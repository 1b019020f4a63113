//! 分类树算法
//!
//! 扁平分类表与树形结构之间的转换、祖先链检查和子树收集。
//! 所有遍历都不依赖"数据无环"的前提，损坏的父级链会被报告而不是死循环。

use std::collections::{BTreeMap, HashMap, HashSet, VecDeque};

use crate::error::{CatalogError, Result};
use crate::models::{Category, CategoryNode, ModelSummary};

/// 由扁平分类表物化森林
///
/// 按 `parent_id` 分组后递归挂载子节点，每层按 (sort, id) 升序。
/// 父节点不存在的孤儿节点作为根节点处理。
pub fn build_forest<'a, I, F>(categories: I, model_of: F) -> Vec<CategoryNode>
where
    I: IntoIterator<Item = &'a Category>,
    F: Fn(i64) -> Option<ModelSummary>,
{
    let categories: Vec<&Category> = categories.into_iter().collect();
    let ids: HashSet<i64> = categories.iter().map(|c| c.id).collect();

    let mut groups: HashMap<Option<i64>, Vec<&Category>> = HashMap::new();
    for category in categories {
        let parent = category.parent_id.filter(|p| ids.contains(p));
        groups.entry(parent).or_default().push(category);
    }
    for siblings in groups.values_mut() {
        siblings.sort_by_key(|c| (c.sort, c.id));
    }

    attach(None, &mut groups, &model_of)
}

// 每个分组只会被取走一次，环上的节点因此不可达，不会无限递归
fn attach<F>(
    parent: Option<i64>,
    groups: &mut HashMap<Option<i64>, Vec<&Category>>,
    model_of: &F,
) -> Vec<CategoryNode>
where
    F: Fn(i64) -> Option<ModelSummary>,
{
    let Some(siblings) = groups.remove(&parent) else {
        return Vec::new();
    };

    siblings
        .into_iter()
        .map(|category| {
            let model = category.model_id.and_then(model_of);
            let mut node = CategoryNode::leaf(category, model);
            node.children = attach(Some(category.id), groups, model_of);
            node
        })
        .collect()
}

/// 按名称或描述过滤森林（不区分大小写）
///
/// 节点自身匹配时保留并继续过滤其子节点；自身不匹配但有后代匹配时只保留匹配的分支。
pub fn filter_forest(nodes: &[CategoryNode], query: &str) -> Vec<CategoryNode> {
    let query = query.trim().to_lowercase();
    if query.is_empty() {
        return nodes.to_vec();
    }
    filter_by(nodes, &|node: &CategoryNode| {
        node.name.to_lowercase().contains(&query)
            || node.description.to_lowercase().contains(&query)
    })
}

fn filter_by<P>(nodes: &[CategoryNode], matches: &P) -> Vec<CategoryNode>
where
    P: Fn(&CategoryNode) -> bool,
{
    nodes
        .iter()
        .filter_map(|node| {
            let children = filter_by(&node.children, matches);
            if matches(node) || !children.is_empty() {
                Some(CategoryNode {
                    children,
                    ..node.clone()
                })
            } else {
                None
            }
        })
        .collect()
}

/// 剪掉未启用的节点及其整棵子树
pub fn prune_inactive(nodes: Vec<CategoryNode>) -> Vec<CategoryNode> {
    nodes
        .into_iter()
        .filter(|node| node.is_active)
        .map(|mut node| {
            node.children = prune_inactive(std::mem::take(&mut node.children));
            node
        })
        .collect()
}

/// 先序展开森林
pub fn flatten(nodes: &[CategoryNode]) -> Vec<&CategoryNode> {
    let mut out = Vec::new();
    let mut stack: Vec<&CategoryNode> = nodes.iter().rev().collect();
    while let Some(node) = stack.pop() {
        out.push(node);
        stack.extend(node.children.iter().rev());
    }
    out
}

/// 判断 `candidate` 是否为 `node_id` 自身或其后代
///
/// 从 `candidate` 沿父级链向上迭代，步数上限为节点总数，超出即视为父级链损坏。
pub fn is_self_or_descendant(
    categories: &BTreeMap<i64, Category>,
    node_id: i64,
    candidate: i64,
) -> Result<bool> {
    let bound = categories.len() + 1;
    let mut current = Some(candidate);
    let mut steps = 0usize;

    while let Some(id) = current {
        if id == node_id {
            return Ok(true);
        }
        steps += 1;
        if steps > bound {
            return Err(CatalogError::CorruptedTree(candidate));
        }
        current = categories.get(&id).and_then(|c| c.parent_id);
    }

    Ok(false)
}

/// 收集以 `root` 为根的整棵子树的 id（含自身，广度优先）
pub fn subtree_ids(categories: &BTreeMap<i64, Category>, root: i64) -> Vec<i64> {
    let mut children: HashMap<i64, Vec<i64>> = HashMap::new();
    for category in categories.values() {
        if let Some(parent) = category.parent_id {
            children.entry(parent).or_default().push(category.id);
        }
    }

    let mut out = Vec::new();
    let mut seen = HashSet::new();
    let mut queue = VecDeque::from([root]);
    while let Some(id) = queue.pop_front() {
        if !seen.insert(id) {
            continue;
        }
        out.push(id);
        if let Some(kids) = children.get(&id) {
            queue.extend(kids.iter().copied());
        }
    }
    out
}

/// 某父节点下的直接子节点，按 (sort, id) 升序
pub fn siblings_of(categories: &BTreeMap<i64, Category>, parent_id: Option<i64>) -> Vec<&Category> {
    let mut siblings: Vec<&Category> = categories
        .values()
        .filter(|c| c.parent_id == parent_id)
        .collect();
    siblings.sort_by_key(|c| (c.sort, c.id));
    siblings
}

- **TASK ITEM**
Select from the material above each line in which the string "bound" appears, and list those lines.

- **TASK RESULT**
    let bound = categories.len() + 1;
        if steps > bound {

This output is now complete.